Brent: Dawn is one of those movies that remind me why I love movies so much in the first place. You can dissect it on numerous different levels—thematically, the performances, the score, the special effects—and we’re going to. But at the same time, while I sat there in the theater watching, trying to break it down, I found myself completely sucked into the story onscreen. The characters, the narrative, everything just captures you in a way not a lot of movies do anymore.
Nick: I almost absolutely agree with that assessment for most of Dawn‘s runtime, but there were those moments that made me very aware of where I was and what I was watching. And I don’t want to ruin it for everyone or get a target printed on my forehead, but Gary Oldman‘s character had a lot to do with why this wasn’t a great film for me, merely a very, very good one.
Brent: I agree with you on Oldman, he is the weak link. But I think I was kind of expecting that. I read the prequel novel (Dawn of the Planet of the Apes: Firestorm) in which his character, Dreyfus, figures prominently. Even there, even on the page, he’s single note and boring, though less over the top. So I was preprogrammed to completely ignore him. And was glad to do it.
With the glaring exception of Oldman, however, the cast and characters were a pleasant surprise. The script does a fantastic job of squeezing a lot of characterization into a short space. We don’t get a ton of backstory and details, but we do get to watch these people and apes and learn about them like that, not through some collection of facts about their past. Their actions tell you what you need to know about them.
Nick: I don’t know if I would have liked this movie (or if this movie could have ever existed) if this involved two groups of humans, because the characterization is so rote, though not as embarrassing as other blockbuster characters. I think because the apes were such a marvel to watch, that it allowed me to deal with the humans going through the predictable motions.
I really like Jason Clarke in anything, regardless of if he’s a passive or active character. I think Brotherhood could have been even better if his other brother was an ape.
Brent: Everything is better with an ape brother.
Nick: If, in the third movie, Ellie (Keri Russell) runs away with Caesar, the ape leader played by Andy Serkis, I would pay to watch them bone in 3D. Perversions aside, I quite like Russell as a grown actress, even though her character suffers the worst amount of shortchanging the plot has to offer.

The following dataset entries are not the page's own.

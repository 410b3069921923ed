//! Validation for user-supplied command-line values.

use anyhow::{bail, Result};
use lettre::Address;

/// Maximum length of an email address (RFC 5321 path limit).
pub const MAX_EMAIL_LENGTH: usize = 254;

/// Validates a recipient address for the test email.
///
/// ```
/// use linkverify::validation::validate_email_address;
///
/// assert!(validate_email_address("ops@example.com").is_ok());
/// assert!(validate_email_address("not-an-address").is_err());
/// ```
pub fn validate_email_address(address: &str) -> Result<()> {
    if address.trim().is_empty() {
        bail!("Email address cannot be empty");
    }

    if address.len() > MAX_EMAIL_LENGTH {
        bail!(
            "Email address too long: {} characters (max {})",
            address.len(),
            MAX_EMAIL_LENGTH
        );
    }

    if let Err(err) = address.parse::<Address>() {
        bail!("'{address}' is not a valid email address: {err}");
    }

    Ok(())
}

/// Clap value parser for `--to`.
///
/// ```ignore
/// #[arg(long, value_parser = clap_email_validator)]
/// to: Option<String>,
/// ```
pub fn clap_email_validator(s: &str) -> Result<String, String> {
    validate_email_address(s).map_err(|e| e.to_string())?;
    Ok(s.to_string())
}
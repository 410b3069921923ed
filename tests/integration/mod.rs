//! Integration tests for the linkverify binary
//!
//! Every test runs the compiled binary with a cleared environment, so only
//! failures that happen before any network access are exercised here.

pub mod cli;
pub mod helpers;
pub mod invalid_config;
pub mod missing_env;
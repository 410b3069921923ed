//! Scripted in-memory probes for profile tests.
//!
//! Every fake is `Clone` and shares its call log through `Rc`, so a test can
//! hand a clone to the profile factory and still inspect what happened.

use std::cell::RefCell;
use std::collections::{BTreeSet, HashMap};
use std::io::{self, Write};
use std::rc::Rc;
use std::time::Duration;

use crate::config::database::DEFAULT_EXPECTED_TABLES;
use crate::error::ProbeError;
use crate::probes::{
    Charset, DatabaseProbe, HttpFetcher, HttpReply, MailSender, MailSession, ObjectStore,
    OutgoingMail,
};

pub(crate) fn env(pairs: &[(&str, &str)]) -> HashMap<String, String> {
    pairs
        .iter()
        .map(|(k, v)| (k.to_string(), v.to_string()))
        .collect()
}

type CallLog = Rc<RefCell<Vec<String>>>;

#[derive(Clone)]
pub(crate) struct FakeDatabase {
    pub connect: Result<String, ProbeError>,
    pub charset: Result<Charset, ProbeError>,
    pub decimal: Result<String, ProbeError>,
    pub tables: Result<Vec<String>, ProbeError>,
    log: CallLog,
}

impl FakeDatabase {
    pub fn healthy() -> Self {
        Self {
            connect: Ok("8.0.36".to_string()),
            charset: Ok(Charset {
                character_set: "utf8mb4".to_string(),
                collation: "utf8mb4_unicode_ci".to_string(),
            }),
            decimal: Ok("1234567890.1234".to_string()),
            tables: Ok(DEFAULT_EXPECTED_TABLES
                .iter()
                .map(|t| t.to_string())
                .chain(["migrations".to_string()])
                .collect()),
            log: CallLog::default(),
        }
    }

    pub fn calls(&self) -> Vec<String> {
        self.log.borrow().clone()
    }

    fn record(&self, call: &str) {
        self.log.borrow_mut().push(call.to_string());
    }
}

impl DatabaseProbe for FakeDatabase {
    fn connect(&mut self) -> Result<String, ProbeError> {
        self.record("connect");
        self.connect.clone()
    }

    fn charset(&mut self) -> Result<Charset, ProbeError> {
        self.record("charset");
        self.charset.clone()
    }

    fn decimal_roundtrip(
        &mut self,
        _literal: &str,
        _precision: u8,
        _scale: u8,
    ) -> Result<String, ProbeError> {
        self.record("decimal");
        self.decimal.clone()
    }

    fn table_names(&mut self) -> Result<Vec<String>, ProbeError> {
        self.record("tables");
        self.tables.clone()
    }

    fn close(&mut self) {
        self.record("close");
    }
}

#[derive(Clone)]
pub(crate) struct FakeMail {
    pub connect: Result<MailSession, ProbeError>,
    pub send: Result<(), ProbeError>,
    sent: Rc<RefCell<Vec<OutgoingMail>>>,
    log: CallLog,
}

impl FakeMail {
    pub fn healthy() -> Self {
        Self {
            connect: Ok(MailSession { encrypted: true }),
            send: Ok(()),
            sent: Rc::default(),
            log: CallLog::default(),
        }
    }

    pub fn calls(&self) -> Vec<String> {
        self.log.borrow().clone()
    }

    pub fn sent(&self) -> Vec<OutgoingMail> {
        self.sent.borrow().clone()
    }
}

impl MailSender for FakeMail {
    fn connect(&mut self) -> Result<MailSession, ProbeError> {
        self.log.borrow_mut().push("connect".to_string());
        self.connect.clone()
    }

    fn send(&mut self, mail: &OutgoingMail) -> Result<(), ProbeError> {
        self.log.borrow_mut().push("send".to_string());
        if self.send.is_ok() {
            self.sent.borrow_mut().push(mail.clone());
        }
        self.send.clone()
    }

    fn close(&mut self) {
        self.log.borrow_mut().push("close".to_string());
    }
}

/// Object store that keeps objects in a shared set, so tests can assert
/// nothing is left behind.
#[derive(Clone)]
pub(crate) struct FakeStore {
    pub put: Result<(), ProbeError>,
    pub presign: Result<(), ProbeError>,
    pub delete: Result<(), ProbeError>,
    objects: Rc<RefCell<BTreeSet<String>>>,
    log: CallLog,
}

impl FakeStore {
    pub fn healthy() -> Self {
        Self {
            put: Ok(()),
            presign: Ok(()),
            delete: Ok(()),
            objects: Rc::default(),
            log: CallLog::default(),
        }
    }

    pub fn calls(&self) -> Vec<String> {
        self.log.borrow().clone()
    }

    pub fn objects(&self) -> Vec<String> {
        self.objects.borrow().iter().cloned().collect()
    }
}

impl ObjectStore for FakeStore {
    fn put_object(&mut self, key: &str, _body: &[u8], _content_type: &str) -> Result<(), ProbeError> {
        self.log.borrow_mut().push(format!("put {key}"));
        self.put.clone()?;
        self.objects.borrow_mut().insert(key.to_string());
        Ok(())
    }

    fn presign_get(&mut self, key: &str, expires_in: Duration) -> Result<String, ProbeError> {
        self.log.borrow_mut().push(format!("presign {key}"));
        self.presign.clone()?;
        Ok(format!(
            "https://fake-bucket.example/{key}?X-Amz-Expires={}",
            expires_in.as_secs()
        ))
    }

    fn delete_object(&mut self, key: &str) -> Result<(), ProbeError> {
        self.log.borrow_mut().push(format!("delete {key}"));
        self.delete.clone()?;
        self.objects.borrow_mut().remove(key);
        Ok(())
    }
}

#[derive(Clone)]
pub(crate) struct FakeFetcher {
    pub reply: Result<HttpReply, ProbeError>,
    urls: Rc<RefCell<Vec<String>>>,
}

impl FakeFetcher {
    pub fn replying(status: u16, body: &[u8]) -> Self {
        Self {
            reply: Ok(HttpReply {
                status,
                body: body.to_vec(),
            }),
            urls: Rc::default(),
        }
    }

    pub fn urls(&self) -> Vec<String> {
        self.urls.borrow().clone()
    }
}

impl HttpFetcher for FakeFetcher {
    fn get(&self, url: &str) -> Result<HttpReply, ProbeError> {
        self.urls.borrow_mut().push(url.to_string());
        self.reply.clone()
    }
}

/// Output sink that behaves like a closed pipe after `lines` newlines,
/// e.g. stdout piped into `head`.
pub(crate) struct ClosedPipe {
    lines: usize,
}

impl ClosedPipe {
    pub fn after_lines(lines: usize) -> Self {
        Self { lines }
    }
}

impl Write for ClosedPipe {
    fn write(&mut self, buf: &[u8]) -> io::Result<usize> {
        if self.lines == 0 {
            return Err(io::Error::from(io::ErrorKind::BrokenPipe));
        }
        let newlines = buf.iter().filter(|b| **b == b'\n').count();
        self.lines = self.lines.saturating_sub(newlines);
        Ok(buf.len())
    }

    fn flush(&mut self) -> io::Result<()> {
        Ok(())
    }
}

Brent: But even though she is, admittedly, short changed, there’s more going on. Or perhaps more accurately, she brings more to the part than similar characters in other blockbuster movies. Maybe that’s what I’m trying to get at, that even though these aren’t always the deepest, most thorough characters, they still managed, for me at least, to be more than they could have been.
Nick: Ha-ha, I’m pretty sure that last part was deeper than her character. I’ll concede that almost everyone involved was able to enhance information-free scenes better than less capable actors. And dammit, why didn’t Oldman tone it down to everyone else’s level? Was this part written for Nicolas Cage?